June 1, 2010 at 4:15 pm • • No comments yet

More than 1,000 permanent residents of North Lake Brownwood at Tamarack Mountain, Harbor Point and Thunderbird Bay are receiving emergency supplies of bottled water after the storage tanks that supply the system that furnishes water to those homes ran dry Monday afternoon.

Brent Bush, emergency management coordinator for Brown County, said he received a call from the regional office for the Texas Commission on Environmental Quality in Abilene right after lunch Monday.

A shipment of 20 pallets of bottled water was scheduled to be sent to North Lake Volunteer Fire Department Tuesday evening, Bush said. The Brownwood-Brown County Health Department and the county’s emergency coordinator gathered donations and sent the bottled water to the North Lake Brownwood Fire Department to be handed out to the elderly and sick until a shipment from the state could arrive, Bush said.

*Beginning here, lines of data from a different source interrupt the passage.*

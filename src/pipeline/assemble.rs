//! Document assembly: ordered page results → [`AssembledDocument`].
//!
//! Each page contributes one group of blocks:
//!
//! ```text
//! [Heading "Page: <name>"]      (unless source headings are disabled)
//! Heading | Paragraph ...       (one per non-blank line of extracted text)
//!   or ErrorNotice              (the page's failure marker)
//! PageBreak
//! ```
//!
//! Classification is a pure function of one line, so identical model output
//! always yields an identical block sequence.

use crate::config::PipelineConfig;
use crate::document::{AssembledDocument, Block, MAX_HEADING_LEVEL};
use crate::output::{Outcome, PageResult};
use crate::pipeline::postprocess::clean_text;

/// Classify one line of extracted text.
///
/// Returns `None` for blank lines and for lines made only of `#` markers.
pub fn classify_line(line: &str) -> Option<Block> {
    let line = line.trim();
    if line.is_empty() {
        return None;
    }

    let hashes = line.bytes().take_while(|&b| b == b'#').count();
    if hashes == 0 {
        return Some(Block::paragraph(line));
    }

    let text = line[hashes..].trim();
    if text.is_empty() {
        return None;
    }
    let level = hashes.min(usize::from(MAX_HEADING_LEVEL)) as u8;
    Some(Block::heading(level, text))
}

/// Build the document from page results.
///
/// Results are placed by ordinal regardless of the order they are given in.
pub fn assemble(results: &[PageResult], config: &PipelineConfig) -> AssembledDocument {
    let mut ordered: Vec<&PageResult> = results.iter().collect();
    ordered.sort_by_key(|r| r.ordinal);

    let mut doc = AssembledDocument::new(config.document_title.clone());
    for result in ordered {
        if config.include_source_headings {
            doc.push(Block::heading(1, format!("Page: {}", result.name)));
        }
        match &result.outcome {
            Outcome::Extracted { text } => {
                for block in clean_text(text).lines().filter_map(classify_line) {
                    doc.push(block);
                }
            }
            Outcome::Failed { error } => doc.push(Block::ErrorNotice {
                text: error.marker(),
            }),
        }
        doc.push(Block::PageBreak);
    }
    doc
}
//! Configuration types for the page-processing pipeline.
//!
//! All pipeline behaviour is controlled through [`PipelineConfig`], built via
//! its [`PipelineConfigBuilder`]. Credentials, retry policy, and dispatch
//! strategy are all explicit fields: nothing in the library reads the process
//! environment mid-call. The only environment access is the opt-in
//! [`PipelineConfigBuilder::api_key_from_env`].

use crate::backend::VisionBackend;
use crate::error::MedNotesError;
use crate::progress::ProgressCallback;
use serde::{Deserialize, Serialize};
use std::fmt;
use std::sync::Arc;
use std::time::Duration;

/// Default endpoint of the Generative Language REST API.
pub const DEFAULT_BASE_URL: &str = "https://generativelanguage.googleapis.com/v1beta";

/// Model used when catalog discovery fails or yields nothing usable.
pub const DEFAULT_FALLBACK_MODEL: &str = "gemini-1.5-flash";

/// Preferred model-name fragments, fastest and cheapest first.
pub const DEFAULT_MODEL_PREFERENCES: &[&str] = &[
    "gemini-1.5-flash",
    "gemini-2.0-flash",
    "flash",
    "gemini-1.5-pro",
    "pro",
];

/// Environment variables consulted by [`PipelineConfigBuilder::api_key_from_env`].
pub const API_KEY_ENV_VARS: &[&str] = &["GEMINI_API_KEY", "GOOGLE_API_KEY"];

/// Upper bound accepted for [`RetryPolicy::max_attempts`].
pub const MAX_ATTEMPTS_LIMIT: u32 = 10;

/// Upper bound accepted for [`DispatchStrategy::Concurrent`] workers.
pub const MAX_WORKERS: usize = 16;

/// Configuration for one pipeline run.
///
/// Built via [`PipelineConfig::builder()`] or using
/// [`PipelineConfig::default()`].
///
/// # Example
/// ```rust
/// use mednotes::{DispatchStrategy, PipelineConfig};
///
/// let config = PipelineConfig::builder()
///     .api_key("test-key")
///     .dispatch(DispatchStrategy::Concurrent { workers: 2 })
///     .max_attempts(4)
///     .build()
///     .unwrap();
/// assert_eq!(config.retry.max_attempts, 4);
/// ```
#[derive(Clone)]
pub struct PipelineConfig {
    /// API key for the inference endpoint. Required unless `backend` is set.
    pub api_key: Option<String>,

    /// Base URL of the REST API. Default: [`DEFAULT_BASE_URL`].
    pub base_url: String,

    /// Explicit model identifier. When set, catalog discovery is skipped.
    pub model: Option<String>,

    /// Ordered name fragments scanned against the model catalog.
    /// Default: [`DEFAULT_MODEL_PREFERENCES`].
    pub model_preferences: Vec<String>,

    /// Identifier used when discovery fails. Default: [`DEFAULT_FALLBACK_MODEL`].
    pub fallback_model: String,

    /// Custom extraction prompt. If None, uses [`crate::prompts::DEFAULT_EXTRACTION_PROMPT`].
    pub prompt: Option<String>,

    /// Sampling temperature. Default: 0.1.
    ///
    /// Transcription wants the model to be faithful to the page, not creative.
    pub temperature: f32,

    /// Maximum output tokens per page. Default: 8192.
    pub max_output_tokens: u32,

    /// Threshold applied to every safety category. Default: [`SafetyThreshold::BlockNone`].
    ///
    /// Clinical and anatomical imagery is routinely flagged by the default
    /// filters, so the pipeline disables blocking unless told otherwise.
    pub safety_threshold: SafetyThreshold,

    /// Attempt bound and backoff policy applied to every page.
    pub retry: RetryPolicy,

    /// Sequential or bounded-concurrent dispatch.
    pub dispatch: DispatchStrategy,

    /// Emit a "Page: <name>" heading before each page. Default: true.
    pub include_source_headings: bool,

    /// Optional top-level document title.
    pub document_title: Option<String>,

    /// Per-request timeout in seconds. Default: 60.
    pub api_timeout_secs: u64,

    /// Pre-constructed backend. Takes precedence over `api_key`/`base_url`.
    pub backend: Option<Arc<dyn VisionBackend>>,

    /// Optional progress callback. Default: None.
    pub progress_callback: Option<ProgressCallback>,
}

impl Default for PipelineConfig {
    fn default() -> Self {
        Self {
            api_key: None,
            base_url: DEFAULT_BASE_URL.to_string(),
            model: None,
            model_preferences: DEFAULT_MODEL_PREFERENCES
                .iter()
                .map(|s| s.to_string())
                .collect(),
            fallback_model: DEFAULT_FALLBACK_MODEL.to_string(),
            prompt: None,
            temperature: 0.1,
            max_output_tokens: 8192,
            safety_threshold: SafetyThreshold::default(),
            retry: RetryPolicy::default(),
            dispatch: DispatchStrategy::default(),
            include_source_headings: true,
            document_title: None,
            api_timeout_secs: 60,
            backend: None,
            progress_callback: None,
        }
    }
}

impl fmt::Debug for PipelineConfig {
    fn fmt(&self, f: &mut fmt::Formatter<'_>) -> fmt::Result {
        f.debug_struct("PipelineConfig")
            .field("api_key", &self.api_key.as_ref().map(|_| "<redacted>"))
            .field("base_url", &self.base_url)
            .field("model", &self.model)
            .field("model_preferences", &self.model_preferences)
            .field("fallback_model", &self.fallback_model)
            .field("temperature", &self.temperature)
            .field("max_output_tokens", &self.max_output_tokens)
            .field("safety_threshold", &self.safety_threshold)
            .field("retry", &self.retry)
            .field("dispatch", &self.dispatch)
            .field("include_source_headings", &self.include_source_headings)
            .field("document_title", &self.document_title)
            .field("api_timeout_secs", &self.api_timeout_secs)
            .field("backend", &self.backend.as_ref().map(|_| "<dyn VisionBackend>"))
            .finish()
    }
}

impl PipelineConfig {
    /// Create a new builder for `PipelineConfig`.
    pub fn builder() -> PipelineConfigBuilder {
        PipelineConfigBuilder {
            config: Self::default(),
        }
    }
}

/// Builder for [`PipelineConfig`].
#[derive(Debug)]
pub struct PipelineConfigBuilder {
    config: PipelineConfig,
}

impl PipelineConfigBuilder {
    pub fn api_key(mut self, key: impl Into<String>) -> Self {
        self.config.api_key = Some(key.into());
        self
    }

    /// Take the API key from `GEMINI_API_KEY`, then `GOOGLE_API_KEY`.
    ///
    /// Leaves an already-set key untouched.
    pub fn api_key_from_env(mut self) -> Self {
        if self.config.api_key.is_none() {
            self.config.api_key = API_KEY_ENV_VARS
                .iter()
                .filter_map(|var| std::env::var(var).ok())
                .find(|v| !v.trim().is_empty());
        }
        self
    }

    pub fn base_url(mut self, url: impl Into<String>) -> Self {
        self.config.base_url = url.into();
        self
    }

    pub fn model(mut self, model: impl Into<String>) -> Self {
        self.config.model = Some(model.into());
        self
    }

    pub fn model_preferences<I, S>(mut self, prefs: I) -> Self
    where
        I: IntoIterator<Item = S>,
        S: Into<String>,
    {
        self.config.model_preferences = prefs.into_iter().map(Into::into).collect();
        self
    }

    pub fn fallback_model(mut self, model: impl Into<String>) -> Self {
        self.config.fallback_model = model.into();
        self
    }

    pub fn prompt(mut self, prompt: impl Into<String>) -> Self {
        self.config.prompt = Some(prompt.into());
        self
    }

    pub fn temperature(mut self, t: f32) -> Self {
        self.config.temperature = t.clamp(0.0, 2.0);
        self
    }

    pub fn max_output_tokens(mut self, n: u32) -> Self {
        self.config.max_output_tokens = n;
        self
    }

    pub fn safety_threshold(mut self, threshold: SafetyThreshold) -> Self {
        self.config.safety_threshold = threshold;
        self
    }

    pub fn retry(mut self, policy: RetryPolicy) -> Self {
        self.config.retry = policy;
        self
    }

    pub fn max_attempts(mut self, n: u32) -> Self {
        self.config.retry.max_attempts = n;
        self
    }

    pub fn backoff(mut self, backoff: BackoffPolicy) -> Self {
        self.config.retry.backoff = backoff;
        self
    }

    pub fn dispatch(mut self, strategy: DispatchStrategy) -> Self {
        self.config.dispatch = strategy;
        self
    }

    pub fn include_source_headings(mut self, v: bool) -> Self {
        self.config.include_source_headings = v;
        self
    }

    pub fn document_title(mut self, title: impl Into<String>) -> Self {
        self.config.document_title = Some(title.into());
        self
    }

    pub fn api_timeout_secs(mut self, secs: u64) -> Self {
        self.config.api_timeout_secs = secs;
        self
    }

    pub fn backend(mut self, backend: Arc<dyn VisionBackend>) -> Self {
        self.config.backend = Some(backend);
        self
    }

    pub fn progress_callback(mut self, cb: ProgressCallback) -> Self {
        self.config.progress_callback = Some(cb);
        self
    }

    /// Build the configuration, validating constraints.
    pub fn build(self) -> Result<PipelineConfig, MedNotesError> {
        let c = &self.config;
        if c.retry.max_attempts == 0 || c.retry.max_attempts > MAX_ATTEMPTS_LIMIT {
            return Err(MedNotesError::InvalidConfig(format!(
                "max attempts must be 1–{}, got {}",
                MAX_ATTEMPTS_LIMIT, c.retry.max_attempts
            )));
        }
        if let DispatchStrategy::Concurrent { workers } = c.dispatch {
            if workers == 0 || workers > MAX_WORKERS {
                return Err(MedNotesError::InvalidConfig(format!(
                    "worker count must be 1–{}, got {}",
                    MAX_WORKERS, workers
                )));
            }
        }
        if let BackoffPolicy::Exponential { jitter, .. } = c.retry.backoff {
            if !(0.0..=1.0).contains(&jitter) {
                return Err(MedNotesError::InvalidConfig(format!(
                    "jitter must be within 0.0–1.0, got {}",
                    jitter
                )));
            }
        }
        if c.base_url.trim().is_empty() {
            return Err(MedNotesError::InvalidConfig("base URL is empty".into()));
        }
        if c.fallback_model.trim().is_empty() {
            return Err(MedNotesError::InvalidConfig(
                "fallback model is empty".into(),
            ));
        }
        if c.api_timeout_secs == 0 {
            return Err(MedNotesError::InvalidConfig(
                "API timeout must be ≥ 1 second".into(),
            ));
        }
        Ok(self.config)
    }
}

// ── Enums ────────────────────────────────────────────────────────────────

/// Blocking threshold sent for each content-safety category.
#[derive(Debug, Clone, Copy, PartialEq, Eq, Default, Serialize, Deserialize)]
pub enum SafetyThreshold {
    /// Never block (default).
    #[default]
    BlockNone,
    /// Block only high-probability harm.
    BlockOnlyHigh,
    /// Block medium and high.
    BlockMediumAndAbove,
    /// Block low, medium and high.
    BlockLowAndAbove,
}

impl SafetyThreshold {
    /// Wire name used by the inference API.
    pub fn as_api_str(self) -> &'static str {
        match self {
            SafetyThreshold::BlockNone => "BLOCK_NONE",
            SafetyThreshold::BlockOnlyHigh => "BLOCK_ONLY_HIGH",
            SafetyThreshold::BlockMediumAndAbove => "BLOCK_MEDIUM_AND_ABOVE",
            SafetyThreshold::BlockLowAndAbove => "BLOCK_LOW_AND_ABOVE",
        }
    }
}

/// Bounded retry policy applied per page.
#[derive(Debug, Clone, Copy, PartialEq, Serialize, Deserialize)]
pub struct RetryPolicy {
    /// Total attempts per page, including the first. Default: 3.
    pub max_attempts: u32,

    /// Delay schedule between attempts.
    pub backoff: BackoffPolicy,
}

impl Default for RetryPolicy {
    fn default() -> Self {
        Self {
            max_attempts: 3,
            backoff: BackoffPolicy::default(),
        }
    }
}

/// Delay schedule between attempts.
///
/// `attempt` is the 1-indexed number of the attempt that just failed.
#[derive(Debug, Clone, Copy, PartialEq, Serialize, Deserialize)]
pub enum BackoffPolicy {
    /// Same delay after every failure.
    Fixed { delay: Duration },
    /// `base × attempt`, capped at `max`.
    Linear { base: Duration, max: Duration },
    /// `base × 2^(attempt-1)`, capped at `max`, plus up to `jitter × delay`.
    Exponential {
        base: Duration,
        max: Duration,
        jitter: f64,
    },
}

impl Default for BackoffPolicy {
    fn default() -> Self {
        BackoffPolicy::Exponential {
            base: Duration::from_secs(2),
            max: Duration::from_secs(30),
            jitter: 0.25,
        }
    }
}

impl BackoffPolicy {
    /// Delay before the attempt following `attempt`.
    ///
    /// `jitter_sample` is a value in `[0, 1)`; it only affects
    /// [`BackoffPolicy::Exponential`]. Keeping the random draw outside makes
    /// this a pure function.
    pub fn delay(&self, attempt: u32, jitter_sample: f64) -> Duration {
        let attempt = attempt.max(1);
        match *self {
            BackoffPolicy::Fixed { delay } => delay,
            BackoffPolicy::Linear { base, max } => base.saturating_mul(attempt).min(max),
            BackoffPolicy::Exponential { base, max, jitter } => {
                let factor = 1u32.checked_shl(attempt - 1).unwrap_or(u32::MAX);
                let delay = base.saturating_mul(factor).min(max);
                let spread = jitter.clamp(0.0, 1.0) * jitter_sample.clamp(0.0, 1.0);
                delay.saturating_add(delay.mul_f64(spread)).min(max)
            }
        }
    }

    /// Largest delay this policy can produce.
    pub fn max_delay(&self) -> Duration {
        match *self {
            BackoffPolicy::Fixed { delay } => delay,
            BackoffPolicy::Linear { max, .. } | BackoffPolicy::Exponential { max, .. } => max,
        }
    }
}

/// How pages are fanned out to the backend.
#[derive(Debug, Clone, Copy, PartialEq, Eq, Serialize, Deserialize)]
pub enum DispatchStrategy {
    /// One page at a time, pausing `inter_page_delay` between pages to stay
    /// under the provider's requests-per-minute ceiling.
    Sequential { inter_page_delay: Duration },
    /// Bounded pool of simultaneous in-flight pages.
    ///
    /// More workers finish sooner but hit rate limits more often.
    Concurrent { workers: usize },
}

impl Default for DispatchStrategy {
    fn default() -> Self {
        DispatchStrategy::Concurrent { workers: 3 }
    }
}

impl DispatchStrategy {
    /// Number of pages in flight at once.
    pub fn parallelism(&self) -> usize {
        match self {
            DispatchStrategy::Sequential { .. } => 1,
            DispatchStrategy::Concurrent { workers } => *workers,
        }
    }
}
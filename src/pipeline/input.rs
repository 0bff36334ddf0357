//! Input loading: turn user-supplied file paths into ordered [`Page`]s.
//!
//! The MIME type is sniffed from the file's magic bytes first and from its
//! extension second. A file whose extension claims an image but whose bytes
//! are unreadable still becomes a page: the failure is then reported inline
//! for that page by [`crate::pipeline::encode`], and the other pages proceed.

use crate::error::MedNotesError;
use crate::page::{mime_from_extension, sniff_mime, Page};
use std::path::{Path, PathBuf};
use tracing::debug;

/// Load every path in order; ordinals follow the slice order.
pub async fn load_pages<P: AsRef<Path>>(paths: &[P]) -> Result<Vec<Page>, MedNotesError> {
    if paths.is_empty() {
        return Err(MedNotesError::NoInput);
    }
    let mut pages = Vec::with_capacity(paths.len());
    for (ordinal, path) in paths.iter().enumerate() {
        pages.push(load_page(path.as_ref(), ordinal).await?);
    }
    Ok(pages)
}

/// Load one file as a page.
pub async fn load_page(path: &Path, ordinal: usize) -> Result<Page, MedNotesError> {
    let bytes = tokio::fs::read(path).await.map_err(|e| match e.kind() {
        std::io::ErrorKind::NotFound => MedNotesError::FileNotFound {
            path: path.to_path_buf(),
        },
        std::io::ErrorKind::PermissionDenied => MedNotesError::PermissionDenied {
            path: path.to_path_buf(),
        },
        _ => MedNotesError::ReadFailed {
            path: path.to_path_buf(),
            source: e,
        },
    })?;

    let mime = sniff_mime(&bytes)
        .or_else(|| {
            path.extension()
                .and_then(|e| e.to_str())
                .and_then(mime_from_extension)
        })
        .ok_or_else(|| MedNotesError::UnsupportedFormat {
            path: path.to_path_buf(),
            detail: "unrecognised file contents and extension".into(),
        })?;

    let name = display_name(path);
    debug!(
        "Loaded page {} '{}' ({}, {} bytes)",
        ordinal + 1,
        name,
        mime,
        bytes.len()
    );
    Ok(Page::new(ordinal, name, mime, bytes))
}

/// File name shown in headings and progress output.
fn display_name(path: &Path) -> String {
    path.file_name()
        .map(|n| n.to_string_lossy().into_owned())
        .unwrap_or_else(|| PathBuf::from(path).display().to_string())
}
//! HTTP Inbound Adapter
//!
//! Axum-based HTTP server that drives the application layer.

mod handlers;
mod server;

pub use handlers::{ApiError, AppState};
pub use server::HttpServer;
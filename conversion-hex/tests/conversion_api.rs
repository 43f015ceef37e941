//! HTTP-level tests for the conversion endpoints.
//!
//! Drives the full router against an in-memory SQLite store and a mocked
//! FreeCurrencyAPI server.

use axum::{
    Router,
    body::Body,
    http::{Method, Request, StatusCode},
};
use conversion_hex::{ConversionService, inbound::HttpServer};
use conversion_repo::SqliteRepo;
use exchange_rates::FreeCurrencyClient;
use http_body_util::BodyExt;
use tower::ServiceExt;
use wiremock::matchers::{method, query_param};
use wiremock::{Mock, MockServer, ResponseTemplate};

/// Helper to build a router whose provider points at `provider_url`.
async fn create_app(provider_url: &str) -> Router {
    let repo = SqliteRepo::new("sqlite::memory:").await.unwrap();
    let rates = FreeCurrencyClient::new(provider_url, "test-key").unwrap();
    HttpServer::new(ConversionService::new(repo, rates)).router()
}

/// Helper to start a provider mock quoting USD -> EUR at 0.92.
async fn usd_eur_provider() -> MockServer {
    let server = MockServer::start().await;
    Mock::given(method("GET"))
        .and(query_param("base_currency", "USD"))
        .and(query_param("currencies", "EUR"))
        .respond_with(ResponseTemplate::new(200).set_body_string(r#"{"data":{"EUR":0.92}}"#))
        .mount(&server)
        .await;
    server
}

fn post_conversion(body: &str) -> Request<Body> {
    Request::builder()
        .method(Method::POST)
        .uri("/api/conversion")
        .header("Content-Type", "application/json")
        .body(Body::from(body.to_string()))
        .unwrap()
}

fn request(method: Method, uri: &str) -> Request<Body> {
    Request::builder()
        .method(method)
        .uri(uri)
        .body(Body::empty())
        .unwrap()
}

async fn body_bytes(response: axum::response::Response) -> Vec<u8> {
    response
        .into_body()
        .collect()
        .await
        .unwrap()
        .to_bytes()
        .to_vec()
}

async fn body_json(response: axum::response::Response) -> serde_json::Value {
    serde_json::from_slice(&body_bytes(response).await).unwrap()
}

async fn list_len(app: &Router) -> usize {
    let response = app
        .clone()
        .oneshot(request(Method::GET, "/api/conversion"))
        .await
        .unwrap();
    assert_eq!(response.status(), StatusCode::OK);
    body_json(response).await.as_array().unwrap().len()
}

#[tokio::test]
async fn test_create_conversion_returns_priced_record() {
    let provider = usd_eur_provider().await;
    let app = create_app(&provider.uri()).await;

    let response = app
        .clone()
        .oneshot(post_conversion(
            r#"{"sourceCurrency": "USD", "targetCurrency": "EUR"}"#,
        ))
        .await
        .unwrap();

    assert_eq!(response.status(), StatusCode::CREATED);
    let json = body_json(response).await;
    assert!(json["id"].is_string());
    assert_eq!(json["sourceCurrency"], "USD");
    assert_eq!(json["targetCurrency"], "EUR");
    assert_eq!(json["amount"], 1.0);
    assert_eq!(json["exchangeRate"], 0.92);
    assert_eq!(json["convertedAmount"], 0.92);
}

#[tokio::test]
async fn test_get_after_create() {
    let provider = usd_eur_provider().await;
    let app = create_app(&provider.uri()).await;

    let created = body_json(
        app.clone()
            .oneshot(post_conversion(
                r#"{"sourceCurrency": "USD", "targetCurrency": "EUR"}"#,
            ))
            .await
            .unwrap(),
    )
    .await;
    let id = created["id"].as_str().unwrap();

    let response = app
        .clone()
        .oneshot(request(Method::GET, &format!("/api/conversion/{}", id)))
        .await
        .unwrap();

    assert_eq!(response.status(), StatusCode::OK);
    assert_eq!(body_json(response).await, created);
    assert_eq!(list_len(&app).await, 1);
}

#[tokio::test]
async fn test_validation_failure_returns_field_messages() {
    let provider = MockServer::start().await;
    Mock::given(method("GET"))
        .respond_with(ResponseTemplate::new(200).set_body_string(r#"{"data":{"EUR":0.92}}"#))
        .expect(0)
        .mount(&provider)
        .await;
    let app = create_app(&provider.uri()).await;

    let response = app
        .clone()
        .oneshot(post_conversion(
            r#"{"sourceCurrency": "  ", "targetCurrency": "EUR", "amount": -1}"#,
        ))
        .await
        .unwrap();

    assert_eq!(response.status(), StatusCode::BAD_REQUEST);
    let json = body_json(response).await;
    assert_eq!(json["fields"]["sourceCurrency"], "Choose Source Currency");
    assert_eq!(json["fields"]["amount"], "Amount must be greater than 0");
    assert!(json["fields"].get("targetCurrency").is_none());
    assert_eq!(list_len(&app).await, 0);
}

#[tokio::test]
async fn test_malformed_json_is_bad_request() {
    let provider = usd_eur_provider().await;
    let app = create_app(&provider.uri()).await;

    let response = app
        .oneshot(post_conversion(r#"{"sourceCurrency": "USD", "#))
        .await
        .unwrap();

    assert_eq!(response.status(), StatusCode::BAD_REQUEST);
    let json = body_json(response).await;
    assert_eq!(json["code"], 400);
}

#[tokio::test]
async fn test_provider_failure_persists_nothing() {
    let provider = usd_eur_provider().await;
    let repo = SqliteRepo::new("sqlite::memory:").await.unwrap();
    let pool = repo.pool().clone();
    let app = HttpServer::new(ConversionService::new(
        repo,
        FreeCurrencyClient::new(provider.uri(), "test-key").unwrap(),
    ))
    .router();

    // One good record first so the list is non-empty.
    app.clone()
        .oneshot(post_conversion(
            r#"{"sourceCurrency": "USD", "targetCurrency": "EUR"}"#,
        ))
        .await
        .unwrap();
    assert_eq!(list_len(&app).await, 1);

    // Same store, but the provider address refuses connections.
    let unreachable = HttpServer::new(ConversionService::new(
        SqliteRepo::from_pool(pool),
        FreeCurrencyClient::new("http://127.0.0.1:9/v1/latest", "test-key").unwrap(),
    ))
    .router();
    let response = unreachable
        .clone()
        .oneshot(post_conversion(
            r#"{"sourceCurrency": "USD", "targetCurrency": "EUR"}"#,
        ))
        .await
        .unwrap();

    assert_eq!(response.status(), StatusCode::BAD_GATEWAY);
    let json = body_json(response).await;
    assert!(
        json["error"]
            .as_str()
            .unwrap()
            .starts_with("Failed to fetch currency conversion data")
    );
    assert_eq!(list_len(&app).await, 1);
    assert_eq!(list_len(&unreachable).await, 1);
}

#[tokio::test]
async fn test_overflowing_amount_is_rejected_and_list_stays_readable() {
    let provider = MockServer::start().await;
    Mock::given(method("GET"))
        .and(query_param("currencies", "INR"))
        .respond_with(ResponseTemplate::new(200).set_body_string(r#"{"data":{"INR":83.12}}"#))
        .mount(&provider)
        .await;
    let app = create_app(&provider.uri()).await;

    let ok = app
        .clone()
        .oneshot(post_conversion(
            r#"{"sourceCurrency": "USD", "targetCurrency": "INR"}"#,
        ))
        .await
        .unwrap();
    assert_eq!(ok.status(), StatusCode::CREATED);

    let response = app
        .clone()
        .oneshot(post_conversion(
            r#"{"sourceCurrency": "USD", "targetCurrency": "INR", "amount": 1e308}"#,
        ))
        .await
        .unwrap();

    assert_eq!(response.status(), StatusCode::BAD_REQUEST);
    let json = body_json(response).await;
    assert_eq!(
        json["fields"]["amount"],
        "Amount is too large to convert at the current rate"
    );
    assert_eq!(list_len(&app).await, 1);
}

#[tokio::test]
async fn test_missing_rate_is_server_error() {
    let provider = MockServer::start().await;
    Mock::given(method("GET"))
        .respond_with(ResponseTemplate::new(200).set_body_string(r#"{"data":{}}"#))
        .mount(&provider)
        .await;
    let app = create_app(&provider.uri()).await;

    let response = app
        .clone()
        .oneshot(post_conversion(
            r#"{"sourceCurrency": "USD", "targetCurrency": "EUR"}"#,
        ))
        .await
        .unwrap();

    assert_eq!(response.status(), StatusCode::BAD_GATEWAY);
    assert_eq!(list_len(&app).await, 0);
}

#[tokio::test]
async fn test_get_unknown_id_is_empty_404() {
    let provider = usd_eur_provider().await;
    let app = create_app(&provider.uri()).await;

    for uri in [
        "/api/conversion/3f2b8c1e-4f7a-4d2b-9a77-0c1d2e3f4a5b",
        "/api/conversion/not-an-id",
    ] {
        let response = app.clone().oneshot(request(Method::GET, uri)).await.unwrap();
        assert_eq!(response.status(), StatusCode::NOT_FOUND);
        assert!(body_bytes(response).await.is_empty());
    }
}

#[tokio::test]
async fn test_delete_is_idempotent() {
    let provider = usd_eur_provider().await;
    let app = create_app(&provider.uri()).await;

    let created = body_json(
        app.clone()
            .oneshot(post_conversion(
                r#"{"sourceCurrency": "USD", "targetCurrency": "EUR"}"#,
            ))
            .await
            .unwrap(),
    )
    .await;
    let uri = format!("/api/conversion/{}", created["id"].as_str().unwrap());

    let first = app.clone().oneshot(request(Method::DELETE, &uri)).await.unwrap();
    assert_eq!(first.status(), StatusCode::NO_CONTENT);

    let second = app.clone().oneshot(request(Method::DELETE, &uri)).await.unwrap();
    assert_eq!(second.status(), StatusCode::NO_CONTENT);

    let get = app.clone().oneshot(request(Method::GET, &uri)).await.unwrap();
    assert_eq!(get.status(), StatusCode::NOT_FOUND);
    assert_eq!(list_len(&app).await, 0);
}

#[tokio::test]
async fn test_health_and_openapi() {
    let provider = usd_eur_provider().await;
    let app = create_app(&provider.uri()).await;

    let health = app.clone().oneshot(request(Method::GET, "/health")).await.unwrap();
    assert_eq!(health.status(), StatusCode::OK);
    assert_eq!(body_json(health).await["status"], "healthy");

    let docs = app
        .oneshot(request(Method::GET, "/api-docs/openapi.json"))
        .await
        .unwrap();
    assert_eq!(docs.status(), StatusCode::OK);
    assert!(body_json(docs).await["paths"]["/api/conversion"].is_object());
}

Residents of the affected neighborhoods can pick up bottled water at the North Lake Fire Department. Housebound residents may call the fire department and request that water be delivered.

Bush said he and three representatives from the TCEQ’s regional office had tried to meet with the owner and operator of the water system on Monday evening, but that did not happen – even after they waited for three hours. Bush said because he didn’t have access to the facility, he could not determine what was wrong with the water system.

Bush said he did meet with the owner Tuesday morning and was told that the 185,000-gallon storage tanks would take 24 hours to fill. However, the TCEQ must decide whether the tanks need to boil the water before it is distributed to the public.

Bush and TCEQ officials met with representatives from the homeowner associations of all three areas Monday evening, and they made an official request for the state to furnish water.